MI HIJO SE LLAMA TRABAJADOR

Un ligero toque se escucha en la puerta: Toc, toc. Pase, siéntese. ¿Qué le ocurre? Con
semblante distante y con ciertas dosis de ensimismamiento, el doctor Europa le pregunta
a su paciente: ¿Qué le sucede España? Verá… me encuentro muy mal. Llevo años sin
poder dormir bien. Me siento muy cansada. Sufro fuertes dolores de cabeza constantes y
en ocasiones me cuesta trabajo respirar. Con la mirada gacha ante el temor de su
diagnóstico, el doctor de azul añil irrumpe el silencio: Bien… en un principio parece que
adolece de cierta artrosis social sumada al insomnio del paro asociado con hipotensión
económica junto a un tipo de asma denominada prima de riesgo. Vaya… pero…
intentaba gesticular palabra impresionada quien fue antaño una potencia mundial. Su
tiempo de esplendor quedaba en el olvido… No se preocupe, sentenció el facultativo.

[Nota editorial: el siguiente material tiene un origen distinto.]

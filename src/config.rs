//! Configuration management for the nail-biting detector

use crate::constants::{
    DEFAULT_DEBOUNCE_MS, DEFAULT_MAX_HANDS, DEFAULT_PROXIMITY_THRESHOLD, FACE_ROI_EXPANSION,
    HAND_ROI_EXPANSION,
};
use crate::geometry::MouthAnchor;
use crate::proximity::MouthFallback;
use crate::{Error, Result};
use serde::{Deserialize, Serialize};
use std::path::{Path, PathBuf};

/// Application configuration
#[derive(Debug, Clone, Serialize, Deserialize)]
#[serde(default)]
pub struct Config {
    /// Model file paths
    pub models: ModelConfig,

    /// Detector thresholds and limits
    pub detection: DetectionConfig,

    /// Proximity check parameters
    pub proximity: ProximityConfig,

    /// Display configuration
    pub display: DisplayConfig,

    /// Event tracking configuration
    pub events: EventConfig,
}

/// Model file paths configuration
#[derive(Debug, Clone, Serialize, Deserialize)]
#[serde(default)]
pub struct ModelConfig {
    /// Path to the face detection ONNX model
    pub face_detector: PathBuf,

    /// Path to the face mesh ONNX model
    pub face_mesh: PathBuf,

    /// Path to the palm detection ONNX model
    pub palm_detector: PathBuf,

    /// Path to the hand landmark ONNX model
    pub hand_landmarks: PathBuf,
}

/// Detector parameters
#[derive(Debug, Clone, Serialize, Deserialize)]
#[serde(default)]
pub struct DetectionConfig {
    /// Confidence threshold for face detection (0.0-1.0)
    pub face_confidence: f32,

    /// IOU threshold for face non-maximum suppression (0.0-1.0)
    pub face_iou: f32,

    /// Confidence threshold for palm detection (0.0-1.0)
    pub palm_confidence: f32,

    /// IOU threshold for palm non-maximum suppression (0.0-1.0)
    pub palm_iou: f32,

    /// Maximum number of hands processed per frame
    pub max_hands: usize,

    /// Face box expansion before mesh inference
    pub face_roi_expansion: f32,

    /// Palm box expansion to cover the whole hand
    pub hand_roi_expansion: f32,
}

/// Proximity check parameters
#[derive(Debug, Clone, Serialize, Deserialize)]
#[serde(default)]
pub struct ProximityConfig {
    /// Fingertip-to-mouth trigger distance in pixels.
    ///
    /// Resolution-dependent: the default of 50 assumes a 640×480 feed.
    pub threshold_px: f32,

    /// Mouth anchor mode: "lower-lip" or "center"
    pub mouth_anchor: String,

    /// Policy for frames without a detected face: "skip" or "carry"
    pub fallback: String,

    /// Hold time in milliseconds before a detection becomes an event
    pub debounce_ms: u64,
}

/// Display configuration
#[derive(Debug, Clone, Serialize, Deserialize)]
#[serde(default)]
pub struct DisplayConfig {
    /// Video window title
    pub window_title: String,

    /// Mirror the image horizontally
    pub flip: bool,

    /// Draw the face mesh point cloud
    pub draw_mesh: bool,

    /// Draw hand skeletons
    pub draw_skeleton: bool,

    /// Face mesh subsampling step for drawing
    pub mesh_draw_step: usize,
}

/// Event tracking configuration
#[derive(Debug, Clone, Serialize, Deserialize)]
#[serde(default)]
pub struct EventConfig {
    /// Statistics window in minutes
    pub window_minutes: u64,

    /// Rolling frame-history length for the hit rate
    pub history_frames: usize,
}

impl Default for Config {
    fn default() -> Self {
        Self {
            models: ModelConfig::default(),
            detection: DetectionConfig::default(),
            proximity: ProximityConfig::default(),
            display: DisplayConfig::default(),
            events: EventConfig::default(),
        }
    }
}

impl Default for ModelConfig {
    fn default() -> Self {
        Self {
            face_detector: PathBuf::from("assets/face_detector.onnx"),
            face_mesh: PathBuf::from("assets/face_mesh.onnx"),
            palm_detector: PathBuf::from("assets/palm_detector.onnx"),
            hand_landmarks: PathBuf::from("assets/hand_landmarks.onnx"),
        }
    }
}

impl Default for DetectionConfig {
    fn default() -> Self {
        Self {
            face_confidence: 0.7,
            face_iou: 0.4,
            palm_confidence: 0.7,
            palm_iou: 0.3,
            max_hands: DEFAULT_MAX_HANDS,
            face_roi_expansion: FACE_ROI_EXPANSION,
            hand_roi_expansion: HAND_ROI_EXPANSION,
        }
    }
}

impl Default for ProximityConfig {
    fn default() -> Self {
        Self {
            threshold_px: DEFAULT_PROXIMITY_THRESHOLD,
            mouth_anchor: "lower-lip".to_string(),
            fallback: "skip".to_string(),
            debounce_ms: DEFAULT_DEBOUNCE_MS,
        }
    }
}

impl Default for DisplayConfig {
    fn default() -> Self {
        Self {
            window_title: "Webcam Feed".to_string(),
            flip: false,
            draw_mesh: true,
            draw_skeleton: true,
            mesh_draw_step: 4,
        }
    }
}

impl Default for EventConfig {
    fn default() -> Self {
        Self {
            window_minutes: 5,
            history_frames: 300,
        }
    }
}

impl ProximityConfig {
    /// Parse the mouth anchor mode
    ///
    /// # Errors
    ///
    /// Returns an error for unknown anchor names
    pub fn anchor(&self) -> Result<MouthAnchor> {
        match self.mouth_anchor.as_str() {
            "lower-lip" | "lower_lip" => Ok(MouthAnchor::LowerLip),
            "center" => Ok(MouthAnchor::Center),
            other => Err(Error::ConfigError(format!("Unknown mouth anchor: {other}"))),
        }
    }

    /// Parse the missing-face fallback policy
    ///
    /// # Errors
    ///
    /// Returns an error for unknown policy names
    pub fn fallback_policy(&self) -> Result<MouthFallback> {
        match self.fallback.as_str() {
            "skip" => Ok(MouthFallback::Skip),
            "carry" | "carry-over" | "carry_over" => Ok(MouthFallback::CarryOver),
            other => Err(Error::ConfigError(format!("Unknown mouth fallback policy: {other}"))),
        }
    }
}

impl Config {
    /// Load configuration from a YAML file
    ///
    /// # Errors
    ///
    /// Returns an error if the file cannot be read or parsed
    pub fn from_file<P: AsRef<Path>>(path: P) -> Result<Self> {
        let content = std::fs::read_to_string(path)?;
        serde_yaml::from_str(&content).map_err(|e| Error::ConfigError(format!("Failed to parse config: {e}")))
    }

    /// Save configuration to a YAML file
    ///
    /// # Errors
    ///
    /// Returns an error if serialization or the write fails
    pub fn to_file<P: AsRef<Path>>(&self, path: P) -> Result<()> {
        let content =
            serde_yaml::to_string(self).map_err(|e| Error::ConfigError(format!("Failed to serialize config: {e}")))?;
        std::fs::write(path, content)?;
        Ok(())
    }

    /// Validate configuration values
    ///
    /// # Errors
    ///
    /// Returns a `ConfigError` describing the first invalid value
    pub fn validate(&self) -> Result<()> {
        for (name, value) in [
            ("face_confidence", self.detection.face_confidence),
            ("face_iou", self.detection.face_iou),
            ("palm_confidence", self.detection.palm_confidence),
            ("palm_iou", self.detection.palm_iou),
        ] {
            if !(0.0..=1.0).contains(&value) {
                return Err(Error::ConfigError(format!("{name} must be between 0.0 and 1.0")));
            }
        }

        if self.detection.max_hands == 0 {
            return Err(Error::ConfigError("max_hands must be greater than 0".to_string()));
        }

        if !self.proximity.threshold_px.is_finite() || self.proximity.threshold_px <= 0.0 {
            return Err(Error::ConfigError(
                "Proximity threshold must be a positive number of pixels".to_string(),
            ));
        }
        self.proximity.anchor()?;
        self.proximity.fallback_policy()?;

        if self.events.window_minutes == 0 {
            return Err(Error::ConfigError("Event window must be at least one minute".to_string()));
        }

        // Model paths must exist before the detectors try to load them
        for (name, path) in [
            ("Face detector", &self.models.face_detector),
            ("Face mesh", &self.models.face_mesh),
            ("Palm detector", &self.models.palm_detector),
            ("Hand landmark", &self.models.hand_landmarks),
        ] {
            if !path.exists() {
                return Err(Error::ConfigError(format!("{name} model not found: {}", path.display())));
            }
        }

        Ok(())
    }
}

/// Example configuration file content
pub const EXAMPLE_CONFIG: &str = r#"# Nailguard Configuration

# Model paths
models:
  face_detector: "assets/face_detector.onnx"
  face_mesh: "assets/face_mesh.onnx"
  palm_detector: "assets/palm_detector.onnx"
  hand_landmarks: "assets/hand_landmarks.onnx"

# Detector parameters
detection:
  face_confidence: 0.7
  face_iou: 0.4
  palm_confidence: 0.7
  palm_iou: 0.3
  max_hands: 2
  face_roi_expansion: 0.25
  hand_roi_expansion: 0.5

# Proximity check
proximity:
  threshold_px: 50.0
  mouth_anchor: "lower-lip"
  fallback: "skip"
  debounce_ms: 300

# Display settings
display:
  window_title: "Webcam Feed"
  flip: false
  draw_mesh: true
  draw_skeleton: true
  mesh_draw_step: 4

# Event tracking
events:
  window_minutes: 5
  history_frames: 300
"#;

Tómese este analgésico: Ciegazín. Le acompaño hasta la puerta. Con una palmada en la
espalda y buenos días como colofón, la dolorida Iberia, emprendió su recorrido hacia
el lugar donde creía que sus problemas fisiológicos y anímicos iban a ser aliviados. Por el
camino se encontró con su vecina la Francia quien fraternalmente le preguntó por su
salud: ¿Estás mejor? ¡Qué va! Vengo de la consulta y la verdad que no me ha dado un
dictamen demasiado bueno. Lo he intentado todo para mejorarme pero aún no ha dado
resultado. No sé cómo se lo voy a decir a mis hijos... En la farmacia de La Troika lee
tranquilamente el prospecto: Ciegazín es un analgésico perteneciente al grupo de
medicamentos denominados inflación. Se utiliza para tratar patologías diversas, entre
ellas como relajante social. Cuenta con un activo financiero que le proporciona a largo
plazo un estado de somnolencia cerebral amortizado con una actitud de paciencia infinita.
Posibles efectos adversos: Al igual que todos los medicamentos, Ciegazín puede producir
efectos adversos, aunque no todas las personas los sufran. Las posibles reacciones
adversas son: alergias reivindicatorias y huelgas ocasionales. La Troika al ver la cara de la
insumisa cliente le anima a tomar el tratamiento. España resignada ante tal tesitura le
espeta ¿Cómo voy yo a ayudar a mi hijo? ¡No se preocupe, su salud en lugar de contraerse
crecerá! Además, ¿Quién es su hijo? Indignada ante tal pregunta, con lágrimas en los ojos
le responde: sufrirá todas las consecuencias. ¡Mi hijo se llama TRABAJADOR!